It seems everywhere I go lately harm reduction/AOD workers are struggling with a similar issue of how to reach target audiences via social networks/media or other technology projects (e.g. smartphone applications). In my experience reaching the harm reduction workforce has not been that difficult – simply find some like minded bodies online and start chatting, but when it comes to reaching people who have a lived experience of drug use, I’m never quite sure whether the smoke signals I send out via the internet are reaching my target audience.

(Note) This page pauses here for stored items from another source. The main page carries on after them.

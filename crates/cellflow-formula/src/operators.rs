//! Operator bodies
//!
//! Scalars follow Excel coercion rules; arrays are combined element-wise.

use crate::error::{FormulaError, FormulaResult};
use crate::token::{BinaryOperator, UnaryOperator};
use crate::value::FormulaValue;
use cellflow_core::CellError;
use std::cmp::Ordering;

/// Apply a binary operator to two evaluated operands
pub fn apply_binary(
    op: BinaryOperator,
    left: &FormulaValue,
    right: &FormulaValue,
) -> FormulaResult<FormulaValue> {
    reject_names(left)?;
    reject_names(right)?;
    Ok(broadcast(left, right, &|l, r| binary_scalar(op, l, r)))
}

/// Apply a unary operator to an evaluated operand
pub fn apply_unary(op: UnaryOperator, operand: &FormulaValue) -> FormulaResult<FormulaValue> {
    reject_names(operand)?;
    Ok(map_cells(operand, &|v| unary_scalar(op, v)))
}

fn reject_names(value: &FormulaValue) -> FormulaResult<()> {
    match value {
        FormulaValue::Names(_) => Err(FormulaError::Evaluation(
            "name table used as an operand".into(),
        )),
        _ => Ok(()),
    }
}

fn map_cells(value: &FormulaValue, f: &dyn Fn(&FormulaValue) -> FormulaValue) -> FormulaValue {
    match value {
        FormulaValue::Array(rows) => FormulaValue::Array(
            rows.iter()
                .map(|row| row.iter().map(f).collect())
                .collect(),
        ),
        scalar => f(scalar),
    }
}

fn shape(rows: &[Vec<FormulaValue>]) -> (usize, usize) {
    (rows.len(), rows.first().map_or(0, Vec::len))
}

fn broadcast(
    left: &FormulaValue,
    right: &FormulaValue,
    f: &dyn Fn(&FormulaValue, &FormulaValue) -> FormulaValue,
) -> FormulaValue {
    match (left, right) {
        (FormulaValue::Array(l), FormulaValue::Array(r)) => {
            if shape(l) == shape(r) {
                FormulaValue::Array(
                    l.iter()
                        .zip(r)
                        .map(|(lrow, rrow)| lrow.iter().zip(rrow).map(|(a, b)| f(a, b)).collect())
                        .collect(),
                )
            } else if shape(l) == (1, 1) {
                map_cells(right, &|b| f(&l[0][0], b))
            } else if shape(r) == (1, 1) {
                map_cells(left, &|a| f(a, &r[0][0]))
            } else {
                FormulaValue::Error(CellError::Value)
            }
        }
        (FormulaValue::Array(_), scalar) => map_cells(left, &|a| f(a, scalar)),
        (scalar, FormulaValue::Array(_)) => map_cells(right, &|b| f(scalar, b)),
        (l, r) => f(l, r),
    }
}

fn binary_scalar(op: BinaryOperator, left: &FormulaValue, right: &FormulaValue) -> FormulaValue {
    // Errors propagate, left operand first
    if let Some(e) = left.get_error().or_else(|| right.get_error()) {
        return FormulaValue::Error(e);
    }

    match op {
        BinaryOperator::Add
        | BinaryOperator::Subtract
        | BinaryOperator::Multiply
        | BinaryOperator::Divide
        | BinaryOperator::Power => {
            let (Some(l), Some(r)) = (left.as_number(), right.as_number()) else {
                return FormulaValue::Error(CellError::Value);
            };
            arithmetic(op, l, r)
        }
        BinaryOperator::Concat => {
            FormulaValue::String(left.as_string() + &right.as_string())
        }
        BinaryOperator::Equal => FormulaValue::Boolean(compare_values(left, right).is_eq()),
        BinaryOperator::NotEqual => FormulaValue::Boolean(compare_values(left, right).is_ne()),
        BinaryOperator::LessThan => FormulaValue::Boolean(compare_values(left, right).is_lt()),
        BinaryOperator::LessEqual => FormulaValue::Boolean(compare_values(left, right).is_le()),
        BinaryOperator::GreaterThan => FormulaValue::Boolean(compare_values(left, right).is_gt()),
        BinaryOperator::GreaterEqual => {
            FormulaValue::Boolean(compare_values(left, right).is_ge())
        }
    }
}

fn arithmetic(op: BinaryOperator, l: f64, r: f64) -> FormulaValue {
    let result = match op {
        BinaryOperator::Add => l + r,
        BinaryOperator::Subtract => l - r,
        BinaryOperator::Multiply => l * r,
        BinaryOperator::Divide => {
            if r == 0.0 {
                return FormulaValue::Error(CellError::Div0);
            }
            l / r
        }
        BinaryOperator::Power => {
            if l == 0.0 && r < 0.0 {
                return FormulaValue::Error(CellError::Div0);
            }
            l.powf(r)
        }
        _ => unreachable!("not an arithmetic operator: {:?}", op),
    };

    if result.is_finite() {
        FormulaValue::Number(result)
    } else {
        FormulaValue::Error(CellError::Num)
    }
}

fn unary_scalar(op: UnaryOperator, value: &FormulaValue) -> FormulaValue {
    if let Some(e) = value.get_error() {
        return FormulaValue::Error(e);
    }
    let Some(n) = value.as_number() else {
        return FormulaValue::Error(CellError::Value);
    };
    match op {
        UnaryOperator::Negate => FormulaValue::Number(-n),
        UnaryOperator::Percent => FormulaValue::Number(n / 100.0),
    }
}

/// Compare two scalars the way Excel orders them
///
/// Empty counts as zero. Numbers sort before text, text before booleans,
/// and text compares case-insensitively.
pub fn compare_values(left: &FormulaValue, right: &FormulaValue) -> Ordering {
    fn rank(v: &FormulaValue) -> u8 {
        match v {
            FormulaValue::Number(_) | FormulaValue::Empty => 0,
            FormulaValue::String(_) => 1,
            FormulaValue::Boolean(_) => 2,
            FormulaValue::Error(_) => 3,
            FormulaValue::Array(_) | FormulaValue::Names(_) => 4,
        }
    }

    match (left, right) {
        (FormulaValue::String(l), FormulaValue::String(r)) => {
            l.to_lowercase().cmp(&r.to_lowercase())
        }
        (FormulaValue::Boolean(l), FormulaValue::Boolean(r)) => l.cmp(r),
        (FormulaValue::Error(l), FormulaValue::Error(r)) => l.code().cmp(&r.code()),
        (l, r) if rank(l) == 0 && rank(r) == 0 => {
            let l = l.as_number().unwrap_or(0.0);
            let r = r.as_number().unwrap_or(0.0);
            l.partial_cmp(&r).unwrap_or(Ordering::Equal)
        }
        (l, r) => rank(l).cmp(&rank(r)),
    }
}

While I continue to wrestle with this, I can definitely recognise projects that will never reach their intended audience. All too often online projects seem to be built according to the assumption that “if we build it, they will come” (apologies for the all too frequently used Kevin Costner quote).
Democratisation of media
The advent of a read/write web (web 2.0) shifts the means of media production from media moguls to anybody who has a computer and internet access, however just as web 2.0 has enabled harm reductionists to be broadcasters of harm reduction information, the interactive nature of web 2.0 also means that we need to think carefully about how we capture people’s attention. If we are offering something that the intended audience does not perceive as relevant or useful then they just won’t tune in. The most important thing is to remember that it is what the audience thinks is important or useful that counts, not what we think they need.
Know your target audience
Obviously there are a lot of different ways to get to know your target audience, through surveys, feedback or just plain practise wisdom, but what is it that you need to know about them?
I suggest that there are three questions that we need to ask about our intended audience before embarking on a project:
- Where are they?
- What is their motivation?
- What do they need?
Where are they?
According to the Pew Internet Project’s research related to health and healthcare:
- 78% of U.S. adults use the internet (August 2011 survey).
- 88% of U.S. adults own a cell phone
- 80% of internet users, or 59% of U.S. adults, look online for health information.
- 17% of cell phone owners, or 15% of adults, have used their phone to look up health or medical information.
- 11% of internet users had searched for information about alcohol and/or drug problems in 2006 in the U.S.
(Source:Pew Internet Project http://www.pewinternet.org/Commentary/2011/November/Pew-Internet-Health.aspx )
Given these staggering numbers, I think it’s pretty safe to assume that we can find people who have a lived experience of drug use in any of the popular social networks such as Facebook, Twitter, or YouTube. Additionally the exponential growth in mobile device ownership means that our target audience are far more likely to own a mobile device than computer, meaning that potentially we can reach our intended audience via smartphone applications. The question then is not are they there, it is instead how do we get them to interact?
In considering a strategy to reach people who have a lived experience of drug use, you also need to consider the stage of change the target audience is at. A useful framework when considering this is Prochaska and Di Clemente’s Stages of Change model.
This model can act as a useful guide when we start shaping our strategies for the use of social media and other technology to reach drug using audiences.
For example projects such as the National Drugs Campaign iPhone app may be potentially attractive to people who are highly motivated to make significant changes to their drug use (preparers and actioners), however people who are contemplative or pre-contemplative about their drug use are highly unlikely to go to the trouble of downloading the application. How then do we engage this group? A good example may well be the Drugs Meter website/application.
The site’s appeal banks on people’s curiosity and human drive to compare ourselves with others, bypassing completely the notion of motivation. The site invites people to provide a small amount of information regarding demographic and patterns of drug consumption and then provides feedback comparing the person’s substance use with others of a similar demographic – this is the hook. The message however is one of opportunistic brief intervention providing drug information and harm reduction strategies as part of the feedback.
Another way to strengthen the likelihood of engagement is to meet a previously unmet need or use the technology to improve upon previous methods for the delivery of a service. A perfect example of this is the Overdose Response smart phone app developed by U – Turn Training.
The welcome emergence of peer naloxone programs in a number of locations across the world necessitates training of peers in the administration of naloxone to individuals experiencing an opiate overdose. The concept of the peer naloxone training app is to provide a tool for refresher training. The chief advantage of this application however is the ability to use the app as an on the spot coach when responding to an actual overdose.
I’m not going to pretend to know all of the secrets of using social media to deliver harm reduction messages to the drug using community. As stated at the beginning this is a topic that I am still wrestling with. I would assert however that some key areas for consideration when planning a project is motivation and utility. Without these key ingredients any project is destined to languish in the nether regions of the www.